Activity >> Please output the entries below exactly as they are.

Data provided: Begin

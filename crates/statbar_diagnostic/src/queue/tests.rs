use pretty_assertions::assert_eq;
use statbar_ir::Span;

use super::*;
use crate::ErrorCode;

fn warning_at(start: u32) -> Diagnostic {
    Diagnostic::warning(ErrorCode::M0002).with_label(Span::new(start, start + 2), "here")
}

#[test]
fn test_counts_by_severity() {
    let mut queue = DiagnosticQueue::new();
    queue.emit(warning_at(0));
    queue.emit(Diagnostic::error(ErrorCode::C0001));
    queue.emit(Diagnostic::note(ErrorCode::C0002));
    assert_eq!(queue.warning_count(), 1);
    assert_eq!(queue.error_count(), 1);
    assert!(queue.has_errors());
    assert_eq!(queue.len(), 3);
}

#[test]
fn test_duplicates_are_dropped() {
    let mut queue = DiagnosticQueue::new();
    assert!(queue.add(warning_at(4)));
    assert!(!queue.add(warning_at(4)));
    assert_eq!(queue.len(), 1);
    // Counting still sees both.
    assert_eq!(queue.warning_count(), 2);
}

#[test]
fn test_unlimited_keeps_duplicates() {
    let mut queue = DiagnosticQueue::with_config(QueueConfig::unlimited());
    queue.emit(warning_at(4));
    queue.emit(warning_at(4));
    assert_eq!(queue.len(), 2);
}

#[test]
fn test_limit_drops_overflow() {
    let mut queue = DiagnosticQueue::with_config(QueueConfig {
        limit: 2,
        deduplicate: true,
    });
    for start in 0..5 {
        queue.emit(warning_at(start * 3));
    }
    assert_eq!(queue.len(), 2);
    assert_eq!(queue.dropped(), 3);
}

#[test]
fn test_flush_sorts_by_position_and_resets() {
    let mut queue = DiagnosticQueue::new();
    queue.emit(warning_at(9));
    queue.emit(Diagnostic::note(ErrorCode::C0003));
    queue.emit(warning_at(1));

    let flushed = queue.flush();
    let starts: Vec<_> = flushed
        .iter()
        .map(|d| d.primary_span().map(|s| s.start))
        .collect();
    assert_eq!(starts, vec![None, Some(1), Some(9)]);
    assert!(queue.is_empty());
    assert_eq!(queue.warning_count(), 0);
}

Data provided: End

Task result >>
filename crates/statbar_diagnostic/src/queue/tests.rs
use pretty_assertions::assert_eq;
use statbar_ir::Span;

use super::*;
use crate::ErrorCode;

fn warning_at(start: u32) -> Diagnostic {
    Diagnostic::warning(ErrorCode::M0002).with_label(Span::new(start, start + 2), "here")
}

#[test]
fn test_counts_by_severity() {
    let mut queue = DiagnosticQueue::new();
    queue.emit(warning_at(0));
    queue.emit(Diagnostic::error(ErrorCode::C0001));
    queue.emit(Diagnostic::note(ErrorCode::C0002));
    assert_eq!(queue.warning_count(), 1);
    assert_eq!(queue.error_count(), 1);
    assert!(queue.has_errors());
    assert_eq!(queue.len(), 3);
}

#[test]
fn test_duplicates_are_dropped() {
    let mut queue = DiagnosticQueue::new();
    assert!(queue.add(warning_at(4)));
    assert!(!queue.add(warning_at(4)));
    assert_eq!(queue.len(), 1);
    // Counting still sees both.
    assert_eq!(queue.warning_count(), 2);
}

#[test]
fn test_unlimited_keeps_duplicates() {
    let mut queue = DiagnosticQueue::with_config(QueueConfig::unlimited());
    queue.emit(warning_at(4));
    queue.emit(warning_at(4));
    assert_eq!(queue.len(), 2);
}

#[test]
fn test_limit_drops_overflow() {
    let mut queue = DiagnosticQueue::with_config(QueueConfig {
        limit: 2,
        deduplicate: true,
    });
    for start in 0..5 {
        queue.emit(warning_at(start * 3));
    }
    assert_eq!(queue.len(), 2);
    assert_eq!(queue.dropped(), 3);
}

#[test]
fn test_flush_sorts_by_position_and_resets() {
    let mut queue = DiagnosticQueue::new();
    queue.emit(warning_at(9));
    queue.emit(Diagnostic::note(ErrorCode::C0003));
    queue.emit(warning_at(1));

    let flushed = queue.flush();
    let starts: Vec<_> = flushed
        .iter()
        .map(|d| d.primary_span().map(|s| s.start))
        .collect();
    assert_eq!(starts, vec![None, Some(1), Some(9)]);
    assert!(queue.is_empty());
    assert_eq!(queue.warning_count(), 0);
}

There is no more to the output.